The dataset used from NCBI SRA is under project accession PRJNA806866. This protocol specifically utilizes the following four samples from this project: SRR18143375, SRR18143376, SRR18143377, and SRR18143378. These datasets can be downloaded using the prefetch tool from SRA-Toolkit, followed by conversion of the downloaded SRA files to FASTQ format using fasterq-dump .

The SRA format is a compressed binary format used by NCBI to archive sequencing data. To use these data in downstream analyses, they must be converted to FASTQ format using tools such as fasterq-dump.

Code for downloading and converting Project PRJNA806866 data:

# Navigate to the RawData directory

cd ~/eccfpws/RawData

# Download the specified SRA datasets

prefetch SRR18143375 SRR18143376 SRR18143377 SRR18143378 -O .

# Convert downloaded SRA files to FASTQ format

# Note: It is recommended to use a loop for batch processing multiple files

fasterq-dump --threads 16 SRR18143375/SRR18143375.sra -O .

# Batch conversion example using a loop:

ls | grep -v '\.' | grep SRR | while read srr

do

    fasterq-dump --threads 16 ${srr}/${srr}.sra -O .

done

Note: The prefetch command will create individual directories for each SRA accession (SRR18143375, SRR18143376, etc.) containing the corresponding SRA files. The fasterq-dump command then processes these SRA files to generate FASTQ format files in the current directory.

All data in these projects are human-derived. This protocol uses the hg38 (GRCh38.p14) reference genome from GENCODE.

Download steps:

1. Go to https://www.gencodegenes.org/

2. Select HUMAN → Current release

3. Under “Fasta files,” choose Genome sequence (GRCh38.p14) + ALL Regions

4. Click Fasta to download

5. Move GRCh38.p14.genome.fa to ~/eccfpws/Reference for analysis

# Navigate to the RawData directory

cd ~/eccfpws/Reference

# Download the GRCh38.p14 genome (compressed)

wget https://ftp.ebi.ac.uk/pub/databases/gencode/Gencode_human/release_49/GRCh38.p14.genome.fa.gz

# Decompress the file

gunzip GRCh38.p14.genome.fa.gz

D. Data quality control using NanoPlot

NanoPlot evaluates the quality of Nanopore sequencing data by generating various plots and summary statistics, providing insights into data quality and distribution. When using NanoPlot, a FASTQ-formatted sequencing reads file is required, and the final quality assessment results are primarily presented in NanoPlot-report.html.

First, create a directory named 01QualityControl to store all results. When performing quality control on multiple samples, use a for loop to process all sequencing files in the RawData directory:

cd ~/eccfpws

mkdir 01QualityControl

ls RawData/*.fastq RawData/*.fq 2>/dev/null | while read fastq

do

    if [[ "$fastq" == *.fastq ]]; then

        prefix=$(basename ${fastq} .fastq)

    elif [[ "$fastq" == *.fq ]]; then

        prefix=$(basename "$fastq" .fq)

    else

        echo "Warning: Unknown file extension for $(basename "$fastq")"

        echo "Supported formats: .fastq, .fq"

fi

    NanoPlot --fastq ${fastq} -o 01QualityControl/${prefix} -t 16 --plots hex dot

Done

When using a single sample:

# Example for a single sample (e.g., HRR2590080 from PRJCA040952)

NanoPlot --fastq RawData/HRR2590080.fastq -o 01QualityControl/HRR2590080 -t 16 --plots hex dot

Note: The command 2>/dev/null suppresses error messages when one of the file patterns does not match any files. The sed command handles both. fastq and. fq extensions when creating the output directory name.
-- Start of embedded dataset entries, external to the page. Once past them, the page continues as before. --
/// Handler bound to one server event name.
type Handler<E> = fn(&mut Session<E>, ServerEvent) -> HandlerResult;

/// Client session synchronization core.
pub struct Session<E: Environment> {
    /// Environment for ids and timestamps of synthesized notices.
    env: E,

    /// Tunables.
    config: SessionConfig,

    /// Identity of the last `connect()`. `None` before the first connect.
    identity: Option<Identity>,

    /// Connection lifecycle state machine.
    connection: Connection,

    /// Event name to handler bindings.
    registry: Registry<ServerEventName, Handler<E>>,

    /// Observer holding the session's own bindings. `None` after teardown.
    observer: Option<ObserverId>,

    /// Message log of the active room.
    log: MessageLog,

    /// Users in the active room.
    presence: Presence,

    /// Remote typing snapshot and local typing intent.
    typing: TypingIndicator<E::Instant>,

    /// Active room, known rooms and pending join.
    rooms: RoomSwitchCoordinator<E::Instant>,

    /// Most recent chat or private message received.
    last_message: Option<Message>,
}
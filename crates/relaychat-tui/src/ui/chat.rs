//! Chat area
//!
//! Displays the message log of the active room and the typing line.

use ratatui::{
    Frame,
    layout::Rect,
    style::{Color, Modifier, Style},
    text::{Line, Span},
    widgets::{Block, Borders, List, ListItem, Paragraph},
};
use relaychat_app::App;
use relaychat_client::{Environment, Session};
use relaychat_proto::Message;

const BORDER_SIZE: u16 = 2;
const TIME_FORMAT: &str = "%H:%M";

/// Render the chat area.
pub fn render<E: Environment>(frame: &mut Frame, app: &App, session: &Session<E>, area: Rect) {
    let title = match session.pending_join() {
        Some(pending) => format!(" #{} (joining #{pending}) ", session.active_room()),
        None => format!(" #{} ", session.active_room()),
    };
    let block = Block::default().borders(Borders::ALL).title(title);

    let items: Vec<ListItem> = if session.messages().is_empty() {
        vec![ListItem::new(Line::from(Span::styled(
            "No messages yet",
            Style::default().fg(Color::DarkGray),
        )))]
    } else {
        session.messages().iter().map(|message| ListItem::new(message_line(message))).collect()
    };

    // Newest at the bottom; scroll counts lines back from the newest
    let visible_height = area.height.saturating_sub(BORDER_SIZE) as usize;
    let end = items.len().saturating_sub(app.scroll());
    let start = end.saturating_sub(visible_height);
    let visible_items: Vec<_> = items.into_iter().skip(start).take(end - start).collect();

    frame.render_widget(List::new(visible_items).block(block), area);
}

fn message_line(message: &Message) -> Line<'static> {
    let time = message.timestamp().with_timezone(&chrono::Local).format(TIME_FORMAT).to_string();
    let time = Span::styled(format!("{time} "), Style::default().fg(Color::DarkGray));

    match message {
        Message::System(notice) => Line::from(vec![
            time,
            Span::styled(
                format!("* {}", notice.message),
                Style::default().fg(Color::DarkGray).add_modifier(Modifier::ITALIC),
            ),
        ]),
        Message::Chat(chat) => {
            let color = if chat.is_private { Color::Magenta } else { Color::Green };
            let mut spans = vec![
                time,
                Span::styled(
                    format!("<{}>", chat.sender),
                    Style::default().fg(color).add_modifier(Modifier::BOLD),
                ),
                Span::raw(" "),
            ];
            if chat.is_private {
                spans.push(Span::styled("(private) ", Style::default().fg(Color::Magenta)));
            }
            spans.push(Span::raw(chat.message.clone()));
            Line::from(spans)
        },
    }
}

/// Render who else is typing.
pub fn render_typing<E: Environment>(frame: &mut Frame, session: &Session<E>, area: Rect) {
    let text = session.typing_summary().unwrap_or_default();
    let paragraph = Paragraph::new(format!(" {text}"))
        .style(Style::default().fg(Color::DarkGray).add_modifier(Modifier::ITALIC));
    frame.render_widget(paragraph, area);
}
For each sample processed, NanoPlot generates a dedicated output directory. The primary results are compiled within an interactive NanoPlot-report.html file, which can be opened in any web browser for detailed inspection. Using sample HRR2590080 as an example, the following section outlines the report structure and provides key interpretations.

The report first presents a Summary Statistics section (Figure 1), providing a high-level quantitative overview. This section includes:

• General Summary: Core statistics such as the total number of reads, total gigabases sequenced, and the N50 value.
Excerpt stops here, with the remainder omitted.